__Records__:
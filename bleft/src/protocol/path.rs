//! Path reassembly and the two-path `Move` payload
// (c) 2026 Ross Younger

use bytes::{BufMut as _, BytesMut};

use crate::error::{Error, ErrorKind, Result};

/// Separator between the old and new paths of a `Move` payload
pub const MOVE_SEPARATOR: u8 = b' ';

/// Accumulates a path whose length was declared in a header, from however many
/// packet fragments it arrives in.
#[derive(Debug, Default)]
pub struct PathAssembler {
    declared: usize,
    buf: Vec<u8>,
}

impl PathAssembler {
    /// Starts assembling a path of `declared` bytes
    #[must_use]
    pub fn new(declared: usize) -> Self {
        Self {
            declared,
            buf: Vec::with_capacity(declared),
        }
    }

    /// How many more bytes are needed
    #[must_use]
    pub fn remaining(&self) -> usize {
        self.declared - self.buf.len()
    }

    /// Is the path complete?
    #[must_use]
    pub fn is_complete(&self) -> bool {
        self.remaining() == 0
    }

    /// Takes as many bytes from `fragment` as the path still needs.
    ///
    /// Returns the number of bytes consumed; anything beyond that belongs to whatever follows the path.
    pub fn push(&mut self, fragment: &[u8]) -> usize {
        let n = fragment.len().min(self.remaining());
        self.buf.extend_from_slice(&fragment[..n]);
        n
    }

    /// Returns the completed path.
    ///
    /// It is a protocol error to call this before the path is complete, or if the path is not valid UTF-8.
    pub fn finish(self) -> Result<String> {
        if !self.is_complete() {
            return Err(Error::protocol(format!(
                "path incomplete ({} of {} bytes)",
                self.buf.len(),
                self.declared
            )));
        }
        String::from_utf8(self.buf).map_err(|e| Error::protocol(format!("path is not UTF-8: {e}")))
    }
}

/// Checks that a path fits in a header length field
pub fn path_length(path: &str) -> Result<u16> {
    u16::try_from(path.len()).map_err(|_| {
        Error::new(
            ErrorKind::InvalidPath,
            format!("path too long ({} bytes)", path.len()),
        )
    })
}

/// Builds the payload of a `Move` request: old path, one space, new path
#[must_use]
pub fn encode_move_payload(old_path: &str, new_path: &str) -> BytesMut {
    let mut buf = BytesMut::with_capacity(old_path.len() + 1 + new_path.len());
    buf.put_slice(old_path.as_bytes());
    buf.put_u8(MOVE_SEPARATOR);
    buf.put_slice(new_path.as_bytes());
    buf
}

/// Splits a complete `Move` payload into its two paths, using the lengths declared in the header
pub fn split_move_payload(
    payload: &[u8],
    old_length: usize,
    new_length: usize,
) -> Result<(String, String)> {
    if payload.len() != old_length + 1 + new_length {
        return Err(Error::protocol(format!(
            "move payload is {} bytes, expected {}",
            payload.len(),
            old_length + 1 + new_length
        )));
    }
    if payload[old_length] != MOVE_SEPARATOR {
        return Err(Error::protocol("move payload has no separator"));
    }
    let to_string = |b: &[u8]| {
        String::from_utf8(b.to_vec())
            .map_err(|e| Error::protocol(format!("path is not UTF-8: {e}")))
    };
    Ok((
        to_string(&payload[..old_length])?,
        to_string(&payload[old_length + 1..])?,
    ))
}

__Aim of the exercise__: For each entry above, write out an exact copy.

__The completed task__:
filename bleft/src/protocol/path.rs
//! Path reassembly and the two-path `Move` payload
// (c) 2026 Ross Younger

use bytes::{BufMut as _, BytesMut};

use crate::error::{Error, ErrorKind, Result};

/// Separator between the old and new paths of a `Move` payload
pub const MOVE_SEPARATOR: u8 = b' ';

/// Accumulates a path whose length was declared in a header, from however many
/// packet fragments it arrives in.
#[derive(Debug, Default)]
pub struct PathAssembler {
    declared: usize,
    buf: Vec<u8>,
}

impl PathAssembler {
    /// Starts assembling a path of `declared` bytes
    #[must_use]
    pub fn new(declared: usize) -> Self {
        Self {
            declared,
            buf: Vec::with_capacity(declared),
        }
    }

    /// How many more bytes are needed
    #[must_use]
    pub fn remaining(&self) -> usize {
        self.declared - self.buf.len()
    }

    /// Is the path complete?
    #[must_use]
    pub fn is_complete(&self) -> bool {
        self.remaining() == 0
    }

    /// Takes as many bytes from `fragment` as the path still needs.
    ///
    /// Returns the number of bytes consumed; anything beyond that belongs to whatever follows the path.
    pub fn push(&mut self, fragment: &[u8]) -> usize {
        let n = fragment.len().min(self.remaining());
        self.buf.extend_from_slice(&fragment[..n]);
        n
    }

    /// Returns the completed path.
    ///
    /// It is a protocol error to call this before the path is complete, or if the path is not valid UTF-8.
    pub fn finish(self) -> Result<String> {
        if !self.is_complete() {
            return Err(Error::protocol(format!(
                "path incomplete ({} of {} bytes)",
                self.buf.len(),
                self.declared
            )));
        }
        String::from_utf8(self.buf).map_err(|e| Error::protocol(format!("path is not UTF-8: {e}")))
    }
}

/// Checks that a path fits in a header length field
pub fn path_length(path: &str) -> Result<u16> {
    u16::try_from(path.len()).map_err(|_| {
        Error::new(
            ErrorKind::InvalidPath,
            format!("path too long ({} bytes)", path.len()),
        )
    })
}

/// Builds the payload of a `Move` request: old path, one space, new path
#[must_use]
pub fn encode_move_payload(old_path: &str, new_path: &str) -> BytesMut {
    let mut buf = BytesMut::with_capacity(old_path.len() + 1 + new_path.len());
    buf.put_slice(old_path.as_bytes());
    buf.put_u8(MOVE_SEPARATOR);
    buf.put_slice(new_path.as_bytes());
    buf
}

/// Splits a complete `Move` payload into its two paths, using the lengths declared in the header
pub fn split_move_payload(
    payload: &[u8],
    old_length: usize,
    new_length: usize,
) -> Result<(String, String)> {
    if payload.len() != old_length + 1 + new_length {
        return Err(Error::protocol(format!(
            "move payload is {} bytes, expected {}",
            payload.len(),
            old_length + 1 + new_length
        )));
    }
    if payload[old_length] != MOVE_SEPARATOR {
        return Err(Error::protocol("move payload has no separator"));
    }
    let to_string = |b: &[u8]| {
        String::from_utf8(b.to_vec())
            .map_err(|e| Error::protocol(format!("path is not UTF-8: {e}")))
    };
    Ok((
        to_string(&payload[..old_length])?,
        to_string(&payload[old_length + 1..])?,
    ))
}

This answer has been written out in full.